2. (A Dança do Corvo)

Helena continuava a deslizar pelo gelo, sem saber direito o que a motivava. Seus movimentos eram quase automáticos, como se seu corpo soubesse exatamente o que fazer enquanto sua mente tentava se afastar da inquietação que começava a surgir. O som dos patins cortando o gelo se misturava com o leve zumbido da lâmpada que, ora piscava, ora permanecia fixa, criando uma sensação de instabilidade, como se a própria realidade estivesse prestes a se dissolver.

Ela não queria pensar na figura que tinha visto — ou melhor, na presença que sentira. A porta entreaberta, a sombra imóvel na penumbra. Um estalo quase imperceptível que interrompeu o ritmo do seu treino. Não, ela não queria se lembrar disso. Não ali, não naquele espaço. O gelo, no entanto, parecia convidá-la a continuar, a se perder novamente na dança dos seus movimentos, sem passado, sem futuro, sem mais nada.

Os passos, agora, pareciam mais audíveis. Mas não eram os dela. Era uma presença silenciosa, observadora, que a seguia com uma intensidade que ela não podia ignorar. Por mais que tentasse se concentrar apenas no movimento, ela sentia a tensão no ar, como se o próprio gelo estivesse carregado de uma energia estranha, como se algo estivesse prestes a acontecer.

A luz da lâmpada, um farol solitário, piscou mais uma vez, mais intensa dessa vez, e Helena quase parou, mas o impulso a empurrou para frente. Ela não sabia o que a movia, mas o medo parecia ter sido substituído por uma curiosidade crescente. O vazio da sala, a quietude, estavam se tornando insuportáveis. Ela queria mais. Mais do que o silêncio. Mais do que a solidão.

E foi quando ela fez um giro, mais ousado do que os anteriores. Seus patins deslizaram mais rápido do que ela planejou, e o vento, por um breve instante, parecia levá-la para fora de si mesma. Ela sorriu, sentindo-se livre, mas ao se equilibrar, a porta se abriu um pouco mais, e, ao olhar para ela, Helena sentiu algo que a paralisou.

Ele estava lá. À beira da entrada, agora visível, com os olhos fixos nela. Seu olhar era profundo, mas não agressivo, como se estivesse esperando algo. Helena sentiu um arrepio correr por sua espinha. Não sabia se deveria continuar ou parar. Mas o que a fez hesitar foi o silêncio que, de repente, tomou conta da sala — não o silêncio físico, mas o silêncio interno. Algo nela falava que aquele homem, aquela presença, tinha algo a dizer. Algo que ela não estava pronta para ouvir.

De repente, ele se moveu. Com uma leveza assustadora, entrou na sala, cruzando o limite da porta, mas sem pressa, como se estivesse simplesmente deixando o tempo se estender ao seu redor. Ela parou, o olhar fixo nele, esperando uma reação, esperando que ele falasse alguma coisa. Mas ele não fez. Seu rosto era quase inescrutável, como se estivesse entre sombras, como se nada pudesse tocar seu ser.
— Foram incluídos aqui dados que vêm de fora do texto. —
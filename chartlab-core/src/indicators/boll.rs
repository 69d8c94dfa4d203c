//! BOLL — Bollinger bands.
//!
//! MID = MA(close, n); UPPER/LOWER = MID +/- STD(close, n) * p.
//! Population standard deviation (divide by n), like the charting platforms.

use serde::{Deserialize, Serialize};

use crate::error::Result;
use crate::series::{add, scale, sma, stddev, sub};

/// Parameters for [`boll`]. Conventional defaults: 20-bar window, 2x band.
#[derive(Debug, Clone, Copy, PartialEq, Serialize, Deserialize)]
pub struct BollParams {
    pub n: usize,
    pub p: f64,
}

impl Default for BollParams {
    fn default() -> Self {
        Self { n: 20, p: 2.0 }
    }
}

/// Output of [`boll`], aligned to the input close sequence.
#[derive(Debug, Clone)]
pub struct BollOutput {
    pub upper: Vec<f64>,
    pub mid: Vec<f64>,
    pub lower: Vec<f64>,
}

pub fn boll(close: &[f64], params: BollParams) -> Result<BollOutput> {
    let mid = sma(close, params.n);
    let band = scale(&stddev(close, params.n), params.p);
    let upper = add(&mid, &band)?;
    let lower = sub(&mid, &band)?;
    Ok(BollOutput { upper, mid, lower })
}
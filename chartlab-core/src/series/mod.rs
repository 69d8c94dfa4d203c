//! Primitive sequence transforms.
//!
//! Stateless, pure functions over fixed-length `f64` (or `bool`) sequences,
//! index 0 = oldest observation. Shape-preserving transforms always return
//! the input length; "not enough history" is NaN (false in the boolean
//! domain), never a shorter vector.
//!
//! Two NaN policies coexist, per function:
//! - strict propagation (the default): any NaN touching a window or an
//!   arithmetic step makes that output index NaN;
//! - replacement in [`maximum`]/[`minimum`]: a lone NaN operand yields the
//!   other side. Composite indicators use this to zero-fill day-one gaps.
//!
//! Degenerate periods (0, or longer than the sequence) degrade to an all-NaN
//! or all-false output rather than raising. The only hard error is a length
//! mismatch between sequences passed together.

pub mod logic;
pub mod ops;
pub mod regress;
pub mod scalar;
pub mod shift;
pub mod smooth;
pub mod window;

pub use logic::{bars_since, count, cross, every, exist, last};
pub use ops::{abs, add, div, if_else, maximum, minimum, mul, scale, sub};
pub use regress::{forecast, slope, slope_line};
pub use scalar::{nth_last, round_to};
pub use shift::{diff, shift};
pub use smooth::{ema, rma};
pub use window::{avedev, highest, lowest, sma, stddev, sum};

/// Assert two f64 values are approximately equal (within epsilon).
#[cfg(test)]
pub fn assert_approx(actual: f64, expected: f64, epsilon: f64) {
    assert!(
        (actual - expected).abs() < epsilon,
        "assert_approx failed: actual={actual}, expected={expected}, diff={}, epsilon={epsilon}",
        (actual - expected).abs()
    );
}

/// Compare a computed sequence against an expected one where NaN slots must
/// match exactly and defined slots must match within epsilon.
#[cfg(test)]
pub fn assert_seq(actual: &[f64], expected: &[f64], epsilon: f64) {
    assert_eq!(actual.len(), expected.len(), "sequence lengths differ");
    for (i, (&a, &e)) in actual.iter().zip(expected).enumerate() {
        if e.is_nan() {
            assert!(a.is_nan(), "expected NaN at index {i}, got {a}");
        } else {
            assert!(
                (a - e).abs() < epsilon,
                "index {i}: actual={a}, expected={e}"
            );
        }
    }
}

/// Default epsilon for primitive and indicator tests.
#[cfg(test)]
pub const DEFAULT_EPSILON: f64 = 1e-10;
//! TRIX — triple-smoothed EMA rate of change.
//!
//! TR = EMA(EMA(EMA(close, m1), m1), m1)
//! TRIX = (TR - REF(TR, 1)) / REF(TR, 1) * 100
//! TRMA = MA(TRIX, m2)

use serde::{Deserialize, Serialize};

use crate::error::Result;
use crate::series::{div, ema, scale, shift, sma, sub};

/// Periods for [`trix`]. Conventional defaults: 12/20.
#[derive(Debug, Clone, Copy, PartialEq, Eq, Serialize, Deserialize)]
pub struct TrixParams {
    pub m1: usize,
    pub m2: usize,
}

impl Default for TrixParams {
    fn default() -> Self {
        Self { m1: 12, m2: 20 }
    }
}

/// Output of [`trix`], aligned to the input close sequence.
#[derive(Debug, Clone)]
pub struct TrixOutput {
    pub trix: Vec<f64>,
    pub trma: Vec<f64>,
}

pub fn trix(close: &[f64], params: TrixParams) -> Result<TrixOutput> {
    let tr = ema(&ema(&ema(close, params.m1), params.m1), params.m1);
    let prev = shift(&tr, 1);
    let trix = scale(&div(&sub(&tr, &prev)?, &prev)?, 100.0);
    let trma = sma(&trix, params.m2);
    Ok(TrixOutput { trix, trma })
}
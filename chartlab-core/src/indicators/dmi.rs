//! DMI — directional movement index.
//!
//! TR  = SUM(true_range, m1)
//! HD  = high - REF(high, 1);  LD = REF(low, 1) - low
//! DMP = SUM(IF(HD > 0 and HD > LD, HD, 0), m1)
//! DMM = SUM(IF(LD > 0 and LD > HD, LD, 0), m1)
//! PDI = DMP * 100 / TR;  MDI = DMM * 100 / TR
//! ADX = MA(|PDI - MDI| / (PDI + MDI) * 100, m2)
//! ADXR = (ADX + REF(ADX, m2)) / 2
//!
//! Day one's HD/LD are undefined; the comparisons come out false, so the
//! directional sums see a zero there while TR keeps its NaN — PDI/MDI start
//! one bar later than the sums.

use serde::{Deserialize, Serialize};

use crate::error::Result;
use crate::indicators::atr::true_range;
use crate::series::ops::ensure_same_len;
use crate::series::{abs, add, div, if_else, scale, shift, sma, sub, sum};

/// Periods for [`dmi`]. Conventional defaults: 14/6.
#[derive(Debug, Clone, Copy, PartialEq, Eq, Serialize, Deserialize)]
pub struct DmiParams {
    pub m1: usize,
    pub m2: usize,
}

impl Default for DmiParams {
    fn default() -> Self {
        Self { m1: 14, m2: 6 }
    }
}

/// Output of [`dmi`], aligned to the input sequences.
#[derive(Debug, Clone)]
pub struct DmiOutput {
    pub pdi: Vec<f64>,
    pub mdi: Vec<f64>,
    pub adx: Vec<f64>,
    pub adxr: Vec<f64>,
}

pub fn dmi(close: &[f64], high: &[f64], low: &[f64], params: DmiParams) -> Result<DmiOutput> {
    ensure_same_len(close.len(), high.len())?;
    ensure_same_len(close.len(), low.len())?;
    let zeros = vec![0.0; close.len()];

    let tr = sum(&true_range(close, high, low), params.m1);
    let hd = sub(high, &shift(high, 1))?;
    let ld = sub(&shift(low, 1), low)?;
    let up_move: Vec<bool> = hd
        .iter()
        .zip(&ld)
        .map(|(&hd, &ld)| hd > 0.0 && hd > ld)
        .collect();
    let down_move: Vec<bool> = ld
        .iter()
        .zip(&hd)
        .map(|(&ld, &hd)| ld > 0.0 && ld > hd)
        .collect();
    let dmp = sum(&if_else(&up_move, &hd, &zeros)?, params.m1);
    let dmm = sum(&if_else(&down_move, &ld, &zeros)?, params.m1);

    let pdi = div(&scale(&dmp, 100.0), &tr)?;
    let mdi = div(&scale(&dmm, 100.0), &tr)?;

    let adx_raw = scale(&div(&abs(&sub(&pdi, &mdi)?), &add(&pdi, &mdi)?)?, 100.0);
    let adx = sma(&adx_raw, params.m2);
    let adxr: Vec<f64> = add(&adx, &shift(&adx, params.m2))?
        .iter()
        .map(|v| v / 2.0)
        .collect();

    Ok(DmiOutput {
        pdi,
        mdi,
        adx,
        adxr,
    })
}
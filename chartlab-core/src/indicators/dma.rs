//! DMA — difference of two moving averages.
//!
//! DIF = MA(close, n1) - MA(close, n2)
//! DIFMA = MA(DIF, m)

use serde::{Deserialize, Serialize};

use crate::error::Result;
use crate::series::{sma, sub};

/// Periods for [`dma`]. Conventional defaults: 10/50/10.
#[derive(Debug, Clone, Copy, PartialEq, Eq, Serialize, Deserialize)]
pub struct DmaParams {
    pub n1: usize,
    pub n2: usize,
    pub m: usize,
}

impl Default for DmaParams {
    fn default() -> Self {
        Self {
            n1: 10,
            n2: 50,
            m: 10,
        }
    }
}

/// Output of [`dma`], aligned to the input close sequence.
#[derive(Debug, Clone)]
pub struct DmaOutput {
    pub dif: Vec<f64>,
    pub difma: Vec<f64>,
}

pub fn dma(close: &[f64], params: DmaParams) -> Result<DmaOutput> {
    let dif = sub(&sma(close, params.n1), &sma(close, params.n2))?;
    let difma = sma(&dif, params.m);
    Ok(DmaOutput { dif, difma })
}
//! VR — volume ratio of up-days to down-days.
//!
//! LC = REF(close, 1)
//! VR = SUM(IF(close > LC, volume, 0), m1)
//!    / SUM(IF(close <= LC, volume, 0), m1) * 100
//!
//! Day one's comparison against the undefined previous close is false on
//! both sides, so that bar's volume counts for neither camp.

use serde::{Deserialize, Serialize};

use crate::error::Result;
use crate::series::ops::ensure_same_len;
use crate::series::{div, if_else, scale, shift, sum};

/// Period for [`vr`]. Conventional default: 26.
#[derive(Debug, Clone, Copy, PartialEq, Eq, Serialize, Deserialize)]
pub struct VrParams {
    pub m1: usize,
}

impl Default for VrParams {
    fn default() -> Self {
        Self { m1: 26 }
    }
}

/// Single VR line, aligned to the input sequences.
pub fn vr(close: &[f64], volume: &[f64], params: VrParams) -> Result<Vec<f64>> {
    ensure_same_len(close.len(), volume.len())?;
    let zeros = vec![0.0; close.len()];
    let lc = shift(close, 1);
    let up: Vec<bool> = close.iter().zip(&lc).map(|(&c, &p)| c > p).collect();
    let down: Vec<bool> = close.iter().zip(&lc).map(|(&c, &p)| c <= p).collect();
    let up_vol = sum(&if_else(&up, volume, &zeros)?, params.m1);
    let down_vol = sum(&if_else(&down, volume, &zeros)?, params.m1);
    Ok(scale(&div(&up_vol, &down_vol)?, 100.0))
}
//! ATR — average true range, simple-MA variant.
//!
//! TR = max(high - low, |prev_close - high|, |prev_close - low|)
//! ATR = MA(TR, n)
//!
//! Day one has no previous close, so TR[0] is NaN and the first defined ATR
//! lands at index n (not n-1).

use serde::{Deserialize, Serialize};

use crate::error::Result;
use crate::series::ops::ensure_same_len;
use crate::series::{shift, sma};

/// Period for [`atr`]. Conventional default: 20.
#[derive(Debug, Clone, Copy, PartialEq, Eq, Serialize, Deserialize)]
pub struct AtrParams {
    pub n: usize,
}

impl Default for AtrParams {
    fn default() -> Self {
        Self { n: 20 }
    }
}

/// True range series, strict NaN: any undefined input leg makes that index
/// NaN. This must *not* be built from `maximum` — its NaN-replacement rule
/// would resurrect day one as a plain high-low range.
pub(crate) fn true_range(close: &[f64], high: &[f64], low: &[f64]) -> Vec<f64> {
    let prev_close = shift(close, 1);
    high.iter()
        .zip(low.iter().zip(&prev_close))
        .map(|(&h, (&l, &pc))| {
            if h.is_nan() || l.is_nan() || pc.is_nan() {
                f64::NAN
            } else {
                (h - l).max((pc - h).abs()).max((pc - l).abs())
            }
        })
        .collect()
}

/// Single ATR line, aligned to the input sequences.
pub fn atr(close: &[f64], high: &[f64], low: &[f64], params: AtrParams) -> Result<Vec<f64>> {
    ensure_same_len(close.len(), high.len())?;
    ensure_same_len(close.len(), low.len())?;
    Ok(sma(&true_range(close, high, low), params.n))
}
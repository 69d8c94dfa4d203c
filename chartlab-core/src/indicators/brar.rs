//! BRAR — sentiment indicators AR (intraday) and BR (interday).
//!
//! AR = SUM(high - open, m1) / SUM(open - low, m1) * 100
//! BR = SUM(MAX(high - REF(close,1), 0), m1)
//!    / SUM(MAX(REF(close,1) - low, 0), m1) * 100
//!
//! BR's day-one legs are undefined; the MAX zero-fill keeps the sums defined
//! from the first full window, exactly like RSI's day-one diff.

use serde::{Deserialize, Serialize};

use crate::error::Result;
use crate::series::ops::ensure_same_len;
use crate::series::{div, maximum, scale, shift, sub, sum};

/// Period for [`brar`]. Conventional default: 26.
#[derive(Debug, Clone, Copy, PartialEq, Eq, Serialize, Deserialize)]
pub struct BrarParams {
    pub m1: usize,
}

impl Default for BrarParams {
    fn default() -> Self {
        Self { m1: 26 }
    }
}

/// Output of [`brar`], aligned to the input sequences.
#[derive(Debug, Clone)]
pub struct BrarOutput {
    pub ar: Vec<f64>,
    pub br: Vec<f64>,
}

pub fn brar(
    open: &[f64],
    close: &[f64],
    high: &[f64],
    low: &[f64],
    params: BrarParams,
) -> Result<BrarOutput> {
    ensure_same_len(open.len(), close.len())?;
    ensure_same_len(open.len(), high.len())?;
    ensure_same_len(open.len(), low.len())?;
    let zeros = vec![0.0; open.len()];

    let ar = scale(
        &div(
            &sum(&sub(high, open)?, params.m1),
            &sum(&sub(open, low)?, params.m1),
        )?,
        100.0,
    );

    let prev_close = shift(close, 1);
    let br = scale(
        &div(
            &sum(&maximum(&sub(high, &prev_close)?, &zeros)?, params.m1),
            &sum(&maximum(&sub(&prev_close, low)?, &zeros)?, params.m1),
        )?,
        100.0,
    );

    Ok(BrarOutput { ar, br })
}
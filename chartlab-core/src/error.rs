//! Structured error type for sequence operations.
//!
//! Only usage errors surface as `Err`. Data insufficiency (period longer than
//! history, empty input, undefined ratio) never raises — windowed transforms
//! encode it as NaN (or false, in the boolean domain) in the output instead.

use thiserror::Error;

/// Usage errors surfaced to the caller. Fatal to the invocation only.
#[derive(Debug, Error, Clone, Copy, PartialEq, Eq)]
pub enum SeriesError {
    #[error("sequence length mismatch: {left} vs {right}")]
    LengthMismatch { left: usize, right: usize },
}

pub type Result<T> = std::result::Result<T, SeriesError>;
//! BBI — bull and bear index: the mean of four moving averages.
//!
//! BBI = (MA(close,m1) + MA(close,m2) + MA(close,m3) + MA(close,m4)) / 4

use serde::{Deserialize, Serialize};

use crate::error::Result;
use crate::series::{add, sma};

/// Periods for [`bbi`]. Conventional defaults: 3/6/12/20.
#[derive(Debug, Clone, Copy, PartialEq, Eq, Serialize, Deserialize)]
pub struct BbiParams {
    pub m1: usize,
    pub m2: usize,
    pub m3: usize,
    pub m4: usize,
}

impl Default for BbiParams {
    fn default() -> Self {
        Self {
            m1: 3,
            m2: 6,
            m3: 12,
            m4: 20,
        }
    }
}

/// Single BBI line, aligned to the input close sequence.
pub fn bbi(close: &[f64], params: BbiParams) -> Result<Vec<f64>> {
    let total = add(
        &add(
            &add(&sma(close, params.m1), &sma(close, params.m2))?,
            &sma(close, params.m3),
        )?,
        &sma(close, params.m4),
    )?;
    Ok(total.iter().map(|v| v / 4.0).collect())
}
//! Recursive smoothers.
//!
//! Unlike the trailing-window family these carry an accumulator forward, so
//! their warm-up and NaN behavior differ: EMA produces output from the first
//! defined sample, RMA keeps the windowed n-1 warm-up.

/// Exponential moving average (EMA), alpha = 2/(n+1).
///
/// The accumulator seeds with the first *defined* sample: leading NaNs stay
/// NaN and a defined head seeds at index 0. A NaN after seeding taints its
/// own index and the accumulator re-seeds at the next defined sample. KDJ
/// feeds this a sequence with an undefined warm-up region and depends on the
/// re-seed.
pub fn ema(s: &[f64], n: usize) -> Vec<f64> {
    let len = s.len();
    let mut out = vec![f64::NAN; len];
    if n == 0 || n > len {
        return out;
    }
    let alpha = 2.0 / (n as f64 + 1.0);
    let mut acc = f64::NAN;
    for (i, &v) in s.iter().enumerate() {
        acc = if acc.is_nan() {
            v
        } else {
            alpha * v + (1.0 - alpha) * acc
        };
        out[i] = acc;
    }
    out
}

/// Recursive weighted moving average — SMA(X,N,M) in TDX formula language.
///
/// Indices below n-1 are NaN; the seed at n-1 is the plain mean of the first
/// n samples; afterwards `out[i] = (m*s[i] + (n-m)*out[i-1]) / n`. Strict
/// NaN: a tainted accumulator never re-seeds.
pub fn rma(s: &[f64], n: usize, m: usize) -> Vec<f64> {
    let len = s.len();
    let mut out = vec![f64::NAN; len];
    if n == 0 || m == 0 || n > len {
        return out;
    }
    let (nf, mf) = (n as f64, m as f64);
    let mut acc = s[..n].iter().sum::<f64>() / nf;
    out[n - 1] = acc;
    for i in n..len {
        acc = (mf * s[i] + (nf - mf) * acc) / nf;
        out[i] = acc;
    }
    out
}
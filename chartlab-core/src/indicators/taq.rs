//! TAQ — Donchian-style channel: highest high, lowest low, midline.
//!
//! UP = HHV(high, n); DOWN = LLV(low, n); MID = (UP + DOWN) / 2

use serde::{Deserialize, Serialize};

use crate::error::Result;
use crate::series::ops::ensure_same_len;
use crate::series::{add, highest, lowest};

/// Period for [`taq`]. No conventional default — callers pick the channel
/// width (20 and 55 are the common choices).
#[derive(Debug, Clone, Copy, PartialEq, Eq, Serialize, Deserialize)]
pub struct TaqParams {
    pub n: usize,
}

/// Output of [`taq`], aligned to the input sequences.
#[derive(Debug, Clone)]
pub struct TaqOutput {
    pub up: Vec<f64>,
    pub mid: Vec<f64>,
    pub down: Vec<f64>,
}

pub fn taq(high: &[f64], low: &[f64], params: TaqParams) -> Result<TaqOutput> {
    ensure_same_len(high.len(), low.len())?;
    let up = highest(high, params.n);
    let down = lowest(low, params.n);
    let mid: Vec<f64> = add(&up, &down)?.iter().map(|v| v / 2.0).collect();
    Ok(TaqOutput { up, mid, down })
}
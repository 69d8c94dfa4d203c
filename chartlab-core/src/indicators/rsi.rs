//! RSI — relative strength index, recursive (TDX) variant.
//!
//! up    = MAX(DIFF(close, 1), 0)
//! total = up - MIN(DIFF(close, 1), 0)        (|diff| with the day-one gap
//!                                              zero-filled by the MAX/MIN
//!                                              NaN-replacement rule)
//! RSI   = RMA(up, n) / RMA(total, n) * 100

use serde::{Deserialize, Serialize};

use crate::error::Result;
use crate::series::{diff, div, maximum, minimum, rma, scale, sub};

/// Period for [`rsi`]. Conventional default: 24.
#[derive(Debug, Clone, Copy, PartialEq, Eq, Serialize, Deserialize)]
pub struct RsiParams {
    pub n: usize,
}

impl Default for RsiParams {
    fn default() -> Self {
        Self { n: 24 }
    }
}

/// Single RSI line, aligned to the input close sequence.
pub fn rsi(close: &[f64], params: RsiParams) -> Result<Vec<f64>> {
    let zeros = vec![0.0; close.len()];
    let d = diff(close, 1);
    let up = maximum(&d, &zeros)?;
    let total = sub(&up, &minimum(&d, &zeros)?)?;
    Ok(scale(
        &div(&rma(&up, params.n, 1), &rma(&total, params.n, 1))?,
        100.0,
    ))
}
//! DPO — detrended price oscillator.
//!
//! DPO = close - REF(MA(close, m1), m2)
//! MADPO = MA(DPO, m3)

use serde::{Deserialize, Serialize};

use crate::error::Result;
use crate::series::{shift, sma, sub};

/// Periods for [`dpo`]. Conventional defaults: 20/10/6.
#[derive(Debug, Clone, Copy, PartialEq, Eq, Serialize, Deserialize)]
pub struct DpoParams {
    pub m1: usize,
    pub m2: usize,
    pub m3: usize,
}

impl Default for DpoParams {
    fn default() -> Self {
        Self {
            m1: 20,
            m2: 10,
            m3: 6,
        }
    }
}

/// Output of [`dpo`], aligned to the input close sequence.
#[derive(Debug, Clone)]
pub struct DpoOutput {
    pub dpo: Vec<f64>,
    pub madpo: Vec<f64>,
}

pub fn dpo(close: &[f64], params: DpoParams) -> Result<DpoOutput> {
    let dpo = sub(close, &shift(&sma(close, params.m1), params.m2))?;
    let madpo = sma(&dpo, params.m3);
    Ok(DpoOutput { dpo, madpo })
}
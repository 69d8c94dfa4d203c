//! Composite technical indicators.
//!
//! Twenty charting-platform-compatible indicators, one file each, assembled
//! strictly from the `series` primitives plus elementwise glue — the windowed
//! and recursive logic lives only in `series`. Each indicator is a pure
//! function of already-extracted price/volume sequences and a parameter
//! struct (conventional defaults via `Default`), returning a fixed-shape
//! output struct whose every field is aligned to the input length.
//!
//! Construction order inside each indicator follows the conventional formula
//! exactly: warm-up length and floating-point rounding both depend on which
//! intermediate is built first, so the order is part of the contract.

pub mod atr;
pub mod bbi;
pub mod bias;
pub mod boll;
pub mod brar;
pub mod cci;
pub mod dma;
pub mod dmi;
pub mod dpo;
pub mod emv;
pub mod kdj;
pub mod macd;
pub mod mtm;
pub mod psy;
pub mod roc;
pub mod rsi;
pub mod taq;
pub mod trix;
pub mod vr;
pub mod wr;

pub use atr::{atr, AtrParams};
pub use bbi::{bbi, BbiParams};
pub use bias::{bias, BiasOutput, BiasParams};
pub use boll::{boll, BollOutput, BollParams};
pub use brar::{brar, BrarOutput, BrarParams};
pub use cci::{cci, CciParams};
pub use dma::{dma, DmaOutput, DmaParams};
pub use dmi::{dmi, DmiOutput, DmiParams};
pub use dpo::{dpo, DpoOutput, DpoParams};
pub use emv::{emv, EmvOutput, EmvParams};
pub use kdj::{kdj, KdjOutput, KdjParams};
pub use macd::{macd, MacdOutput, MacdParams};
pub use mtm::{mtm, MtmOutput, MtmParams};
pub use psy::{psy, PsyOutput, PsyParams};
pub use roc::{roc, RocOutput, RocParams};
pub use rsi::{rsi, RsiParams};
pub use taq::{taq, TaqOutput, TaqParams};
pub use trix::{trix, TrixOutput, TrixParams};
pub use vr::{vr, VrParams};
pub use wr::{wr, WrOutput, WrParams};
//! PSY — psychological line.
//!
//! PSY = COUNT(close > REF(close, 1), n) / n * 100
//! PSYMA = MA(PSY, m)

use serde::{Deserialize, Serialize};

use crate::error::Result;
use crate::series::{count, shift, sma};

/// Periods for [`psy`]. Conventional defaults: 12/6.
#[derive(Debug, Clone, Copy, PartialEq, Eq, Serialize, Deserialize)]
pub struct PsyParams {
    pub n: usize,
    pub m: usize,
}

impl Default for PsyParams {
    fn default() -> Self {
        Self { n: 12, m: 6 }
    }
}

/// Output of [`psy`], aligned to the input close sequence.
#[derive(Debug, Clone)]
pub struct PsyOutput {
    pub psy: Vec<f64>,
    pub psyma: Vec<f64>,
}

pub fn psy(close: &[f64], params: PsyParams) -> Result<PsyOutput> {
    let prev = shift(close, 1);
    // Day one compares against NaN, which is false — no phantom up-day.
    let up_day: Vec<bool> = close.iter().zip(&prev).map(|(&c, &p)| c > p).collect();
    let nf = params.n as f64;
    let psy: Vec<f64> = count(&up_day, params.n)
        .iter()
        .map(|&v| v / nf * 100.0)
        .collect();
    let psyma = sma(&psy, params.m);
    Ok(PsyOutput { psy, psyma })
}
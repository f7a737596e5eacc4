//! Transport plumbing for the guidance protocol: buffering, framing, the
//! per-connection channel and the listener.

pub mod buffer;
pub mod channel;
pub mod endpoint;
pub mod frame;
pub use slog::{crit, debug, error, info, o, trace, warn, Discard, Logger};

use sloggers::{Config, LoggerConfig};

/// Builds the root terminal logger. Diagnostics go to stderr; stdout stays
/// reserved for the message sink.
pub fn init() -> Logger {
    let config: LoggerConfig = serdeconv::from_toml_str(
        r#"
type = "terminal"
level = "debug"
destination = "stderr"
"#,
    )
    .expect("Error parsing logger configuration");

    config.build_logger().expect("Error building logger")
}
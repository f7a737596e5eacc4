use lodestone::shared::{ProtocolError, ProtocolResult};

/// Compass heading of a robot, encoded as degrees clockwise from north.
#[derive(Debug, Copy, Clone, Eq, PartialEq)]
pub enum Heading {
    North = 0,
    East = 90,
    South = 180,
    West = 270,
}

impl Heading {
    /// Heading after a 90° clockwise turn.
    #[inline]
    pub fn turn_right(self) -> Heading {
        match self {
            Heading::North => Heading::East,
            Heading::East => Heading::South,
            Heading::South => Heading::West,
            Heading::West => Heading::North,
        }
    }

    /// Compass degrees, in [0, 360) by construction.
    #[inline]
    pub fn degrees(self) -> u16 {
        self as u16
    }

    /// Deduces the heading from the displacement between two confirmed
    /// positions. `None` means the robot did not move.
    pub fn from_displacement(old: Position, new: Position) -> Option<Heading> {
        if new.y == old.y {
            if new.x > old.x {
                Some(Heading::East)
            } else if new.x < old.x {
                Some(Heading::West)
            } else {
                None
            }
        } else if new.y > old.y {
            Some(Heading::North)
        } else {
            Some(Heading::South)
        }
    }
}

/// Grid axes a walk can target.
#[derive(Debug, Copy, Clone, Eq, PartialEq)]
pub enum Axis {
    X,
    Y,
}

/// Signed grid coordinates as reported by movement confirmations.
#[derive(Debug, Copy, Clone, Eq, PartialEq)]
pub struct Position {
    pub x: i64,
    pub y: i64,
}

impl Position {
    pub const ORIGIN: Position = Position { x: 0, y: 0 };

    /// Parses a movement confirmation of the form `OK <x> <y>`.
    pub fn parse(confirmation: &str) -> ProtocolResult<Position> {
        let mut tokens = confirmation.split(' ');

        let tag = tokens.next();
        let x = tokens.next();
        let y = tokens.next();

        if tag != Some("OK") || tokens.next().is_some() {
            return Err(ProtocolError::Syntax);
        }

        match (x, y) {
            (Some(x), Some(y)) => Ok(Position {
                x: x.parse().map_err(|_| ProtocolError::Syntax)?,
                y: y.parse().map_err(|_| ProtocolError::Syntax)?,
            }),
            _ => Err(ProtocolError::Syntax),
        }
    }

    /// Coordinate along the supplied axis.
    #[inline]
    pub fn along(self, axis: Axis) -> i64 {
        match axis {
            Axis::X => self.x,
            Axis::Y => self.y,
        }
    }
}
#![allow(clippy::len_without_is_empty)]
#![allow(clippy::new_without_default)]

/// Two-byte terminator ending every message on the wire, in both directions.
pub const DELIMITER: [u8; 2] = [0x07, 0x08];

pub mod logging;
pub mod shared;
use serde_derive::{Deserialize, Serialize};
use std::path::Path;

pub const DEFAULT_HOST: &str = "localhost";
pub const DEFAULT_PORT: u16 = 6666;

#[derive(Serialize, Deserialize)]
pub struct Server {
    pub host: String,
    pub base_port: u16,
}

#[derive(Serialize, Deserialize)]
pub struct ServerConfig {
    pub server: Server,
}

impl Default for ServerConfig {
    fn default() -> ServerConfig {
        ServerConfig {
            server: Server {
                host: DEFAULT_HOST.to_string(),
                base_port: DEFAULT_PORT,
            },
        }
    }
}

impl ServerConfig {
    pub fn load<P: AsRef<Path>>(path: P) -> ServerConfig {
        serdeconv::from_toml_file(path).expect("Error loading server configuration file")
    }
}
“O que você quer?”, a voz de Helena saiu sem que ela quisesse, quase num sussurro, quebrando o silêncio tenso que agora preenchia a sala.

Ele a observou por um momento, sem pressa de responder. Então, com um pequeno movimento, ele olhou para a porta entreaberta e falou, quase como se estivesse falando consigo mesmo.

“Eu só estava esperando... você.”

Helena ficou paralisada, tentando entender as palavras. Esperando... ela? Algo dentro dela gelou, e uma sensação de estranheza tomou conta de seu corpo. Como ele sabia disso? Como ele sabia o que ela estava sentindo? Ou o que ela estava prestes a sentir?

Ela deu um passo à frente, involuntário, e ele a observou. A sala estava fria, mas não só fisicamente. O peso das palavras pairava no ar, como se tivessem sido ditas de forma a pesar no espaço entre eles.

“Você me conhece?”, Helena perguntou, mais desafiadora agora, tentando entender a situação. Mas o homem permaneceu em silêncio, a figura dele ainda imponente e intransigente diante dela.

De repente, ele deu um passo na direção dela, e a sensação de desconforto se transformou em algo diferente. Algo perigoso, talvez. Algo que ela não sabia nomear. Os olhos dele brilharam, e ela não conseguiu desviar o olhar. Ele não precisava dizer nada. Ela sabia que estava à beira de algo — e, sem que soubesse como, ela já estava decidida a cruzar esse limite.

Então, a porta se fechou atrás dele com um estrondo, e tudo o que ela podia ouvir era o som dos seus próprios passos sobre o gelo.

Mas, antes que ela pudesse reagir, ele sussurrou:

“Estamos ligados... mais do que você imagina.”